LeetCode-in-Java

1000. Minimum Cost to Merge Stones

Hard

There are n piles of stones arranged in a row. The i^th pile has stones[i] stones.

A move consists of merging exactly k consecutive piles into one pile, and the cost of this move is equal to the total number of stones in these k piles.

Return the minimum cost to merge all piles of stones into one pile. If it is impossible, return -1.

Example 1:

Input: stones = [3,2,4,1], k = 2

Output: 20

Explanation: We start with [3, 2, 4, 1].

We merge [3, 2] for a cost of 5, and we are left with [5, 4, 1].

We merge [4, 1] for a cost of 5, and we are left with [5, 5].

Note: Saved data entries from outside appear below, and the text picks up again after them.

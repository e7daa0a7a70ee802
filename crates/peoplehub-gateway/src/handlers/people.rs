//! Create, edit and delete people.
//!
//! Forms are checked by the client before anything is sent; field errors
//! re-render the form with `422`. Rejections from the backend re-render it
//! with the backend's message and status.

use std::sync::Arc;

use axum::extract::{Path, State};
use axum::http::{StatusCode, Uri};
use axum::response::{Html, Redirect, Response};
use axum::Form;
use axum_extra::extract::CookieJar;

use peoplehub_auth::AuthError;
use peoplehub_core::{PersonForm, ValidationErrors};

use crate::handlers::{backend_failure, enter, PageSession};
use crate::render::{self, PersonFormView};
use crate::state::GatewayState;

const PEOPLE_PATH: &str = "/people";

fn form_page(
    page: &PageSession,
    status: StatusCode,
    view: &PersonFormView<'_>,
) -> Response {
    page.respond((
        status,
        Html(render::person_form_page(page.user.as_ref(), view)),
    ))
}

/// Re-render the form for rejections the user can correct, otherwise fall
/// back to the usual backend failure handling.
fn submit_failure(
    state: &GatewayState,
    page: &PageSession,
    path: &str,
    id: Option<&str>,
    form: &PersonForm,
    err: AuthError,
) -> Response {
    let rerender = |status: StatusCode, errors: Option<&ValidationErrors>, error: Option<&str>| {
        form_page(
            page,
            status,
            &PersonFormView {
                id,
                form,
                errors,
                error,
            },
        )
    };

    match err {
        AuthError::Validation(errors) => {
            rerender(StatusCode::UNPROCESSABLE_ENTITY, Some(&errors), None)
        }
        AuthError::Api { status, message } if status < 500 => {
            tracing::info!(status, message = %message, "Person rejected by backend");
            let status = StatusCode::from_u16(status).unwrap_or(StatusCode::BAD_REQUEST);
            rerender(status, None, Some(&message))
        }
        other => backend_failure(state, page, path, other),
    }
}

/// `GET /people/new`
pub async fn new_page(
    State(state): State<Arc<GatewayState>>,
    jar: CookieJar,
    uri: Uri,
) -> Response {
    match enter(&state, &jar, uri.path()).await {
        Ok(page) => form_page(
            &page,
            StatusCode::OK,
            &PersonFormView {
                id: None,
                form: &PersonForm::default(),
                errors: None,
                error: None,
            },
        ),
        Err(response) => response,
    }
}

/// `POST /people/new`
pub async fn create(
    State(state): State<Arc<GatewayState>>,
    jar: CookieJar,
    uri: Uri,
    Form(form): Form<PersonForm>,
) -> Response {
    let page = match enter(&state, &jar, uri.path()).await {
        Ok(page) => page,
        Err(response) => return response,
    };

    match page.api.create_person(&form).await {
        Ok(person) => {
            tracing::info!(person_id = %person.id, "Person created");
            page.respond(Redirect::to(PEOPLE_PATH))
        }
        Err(e) => submit_failure(&state, &page, uri.path(), None, &form, e),
    }
}

/// `GET /people/:id/edit`
pub async fn edit_page(
    State(state): State<Arc<GatewayState>>,
    jar: CookieJar,
    uri: Uri,
    Path(id): Path<String>,
) -> Response {
    let page = match enter(&state, &jar, uri.path()).await {
        Ok(page) => page,
        Err(response) => return response,
    };

    match page.api.get_person(&id).await {
        Ok(person) => form_page(
            &page,
            StatusCode::OK,
            &PersonFormView {
                id: Some(&person.id),
                form: &PersonForm::from(&person),
                errors: None,
                error: None,
            },
        ),
        Err(e) => backend_failure(&state, &page, uri.path(), e),
    }
}

/// `POST /people/:id/edit`
pub async fn update(
    State(state): State<Arc<GatewayState>>,
    jar: CookieJar,
    uri: Uri,
    Path(id): Path<String>,
    Form(form): Form<PersonForm>,
) -> Response {
    let page = match enter(&state, &jar, uri.path()).await {
        Ok(page) => page,
        Err(response) => return response,
    };

    match page.api.update_person(&id, &form).await {
        Ok(person) => {
            tracing::info!(person_id = %person.id, "Person updated");
            page.respond(Redirect::to(PEOPLE_PATH))
        }
        Err(e) => submit_failure(&state, &page, uri.path(), Some(&id), &form, e),
    }
}

/// `POST /people/:id/delete`
///
/// A lost session returns to the people list after signing in again.
pub async fn delete(
    State(state): State<Arc<GatewayState>>,
    jar: CookieJar,
    Path(id): Path<String>,
) -> Response {
    let page = match enter(&state, &jar, PEOPLE_PATH).await {
        Ok(page) => page,
        Err(response) => return response,
    };

    match page.api.delete_person(&id).await {
        Ok(()) => {
            tracing::info!(person_id = %id, "Person deleted");
            page.respond(Redirect::to(PEOPLE_PATH))
        }
        Err(e) => backend_failure(&state, &page, PEOPLE_PATH, e),
    }
}
//! Protected read-only pages.

use std::sync::Arc;

use axum::extract::{Query, State};
use axum::http::Uri;
use axum::response::{Html, Response};
use axum_extra::extract::CookieJar;
use serde::Deserialize;

use crate::handlers::{backend_failure, enter};
use crate::render::{self, MonitoringView};
use crate::state::GatewayState;

/// Query parameters of the people list.
#[derive(Debug, Default, Deserialize)]
pub struct PeopleQuery {
    /// Free-text search.
    pub q: Option<String>,
}

/// `GET /`
pub async fn home(State(state): State<Arc<GatewayState>>, jar: CookieJar, uri: Uri) -> Response {
    match enter(&state, &jar, uri.path()).await {
        Ok(page) => page.respond(Html(render::home_page(page.user.as_ref()))),
        Err(response) => response,
    }
}

/// `GET /people?q=`
pub async fn people(
    State(state): State<Arc<GatewayState>>,
    jar: CookieJar,
    uri: Uri,
    Query(query): Query<PeopleQuery>,
) -> Response {
    let page = match enter(&state, &jar, uri.path()).await {
        Ok(page) => page,
        Err(response) => return response,
    };

    let q = query.q.unwrap_or_default();
    match page.api.list_people(Some(&q)).await {
        Ok(people) => page.respond(Html(render::people_page(page.user.as_ref(), &people, &q))),
        Err(e) => backend_failure(&state, &page, uri.path(), e),
    }
}

/// `GET /monitoring`
///
/// Health and events are fetched together. A failed health check shows as
/// unknown; a failed event feed shows a notice. Either one rejecting the
/// session signs it out.
pub async fn monitoring(
    State(state): State<Arc<GatewayState>>,
    jar: CookieJar,
    uri: Uri,
) -> Response {
    let page = match enter(&state, &jar, uri.path()).await {
        Ok(page) => page,
        Err(response) => return response,
    };

    let (health, events) = tokio::join!(page.api.backend_health(), page.api.list_events());

    let health = match health {
        Ok(health) => Some(health),
        Err(e) if e.is_session_loss() => return backend_failure(&state, &page, uri.path(), e),
        Err(e) => {
            tracing::warn!(error = %e, "Backend health unavailable");
            None
        }
    };
    let events = match events {
        Ok(events) => Some(events),
        Err(e) if e.is_session_loss() => return backend_failure(&state, &page, uri.path(), e),
        Err(e) => {
            tracing::warn!(error = %e, "Failed to fetch monitoring data");
            None
        }
    };

    let view = MonitoringView {
        health: health.as_ref(),
        events: events.as_deref(),
        refresh_seconds: state.config.monitoring_refresh_seconds,
    };
    page.respond(Html(render::monitoring_page(page.user.as_ref(), &view)))
}
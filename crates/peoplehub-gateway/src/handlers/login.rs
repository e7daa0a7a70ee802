//! Login page and credential submission.

use std::sync::Arc;

use axum::extract::{Query, State};
use axum::http::StatusCode;
use axum::response::{Html, IntoResponse, Redirect, Response};
use axum::Form;
use axum_extra::extract::CookieJar;
use serde::Deserialize;

use peoplehub_auth::{return_path, AuthError, Navigation};

use crate::handlers::with_session_cookies;
use crate::render::{self, LoginView};
use crate::state::GatewayState;

const SIGN_IN_FAILED: &str = "Unable to sign in. Please try again later.";

/// Query parameters of the login page.
#[derive(Debug, Default, Deserialize)]
pub struct LoginQuery {
    /// Page to return to after signing in.
    pub from: Option<String>,
    /// `"true"` when the previous session expired.
    pub expired: Option<String>,
}

/// Submitted login form.
#[derive(Debug, Deserialize)]
pub struct LoginForm {
    /// Email address.
    #[serde(default)]
    pub email: String,
    /// Password.
    #[serde(default)]
    pub password: String,
    /// Page to return to after signing in.
    pub from: Option<String>,
}

/// `GET /login`
pub async fn page(
    State(state): State<Arc<GatewayState>>,
    Query(query): Query<LoginQuery>,
) -> Html<String> {
    let view = LoginView {
        from: query.from.as_deref(),
        expired: query.expired.as_deref() == Some("true"),
        ..LoginView::default()
    };
    Html(render::login_page(state.guard.login_path(), &view))
}

/// `POST /login`
///
/// On success the session cookie is set and the visitor is sent to the page
/// they originally asked for. Failures re-render the form.
pub async fn submit(
    State(state): State<Arc<GatewayState>>,
    jar: CookieJar,
    Form(form): Form<LoginForm>,
) -> Response {
    let (session, _) = state.session_for(&jar);
    let mut navigations = session.navigations();

    match session
        .sign_in(&form.email, &form.password, form.from.as_deref())
        .await
    {
        Ok(()) => {
            let target = match navigations.try_recv() {
                Ok(Navigation::Path(path)) => return_path(Some(&path)),
                _ => return_path(form.from.as_deref()),
            };
            tracing::info!(redirect_to = %target, "User signed in");
            with_session_cookies(&session, Redirect::to(&target))
        }
        Err(e) => {
            let mut view = LoginView {
                from: form.from.as_deref(),
                email: &form.email,
                ..LoginView::default()
            };
            let status = match &e {
                AuthError::Validation(errors) => {
                    view.errors = Some(errors);
                    StatusCode::UNPROCESSABLE_ENTITY
                }
                AuthError::LoginFailed(message) => {
                    view.error = Some(message.as_str());
                    StatusCode::UNAUTHORIZED
                }
                other => {
                    tracing::warn!(error = %other, "Sign-in failed");
                    view.error = Some(SIGN_IN_FAILED);
                    StatusCode::from_u16(other.http_status_code())
                        .unwrap_or(StatusCode::BAD_GATEWAY)
                }
            };
            (
                status,
                Html(render::login_page(state.guard.login_path(), &view)),
            )
                .into_response()
        }
    }
}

We merge [5, 5] for a cost of 10, and we are left with [10].

The total cost was 20, and this is the minimum possible.

Example 2:

Input: stones = [3,2,4,1], k = 3

Output: -1

Explanation: After any merge operation, there are 2 piles left, and we can’t merge anymore. So the task is impossible.

Example 3:

Input: stones = [3,5,1,2,6], k = 3

Output: 25

Explanation: We start with [3, 5, 1, 2, 6].

We merge [5, 1, 2] for a cost of 8, and we are left with [3, 8, 6].

We merge [3, 8, 6] for a cost of 17, and we are left with [17].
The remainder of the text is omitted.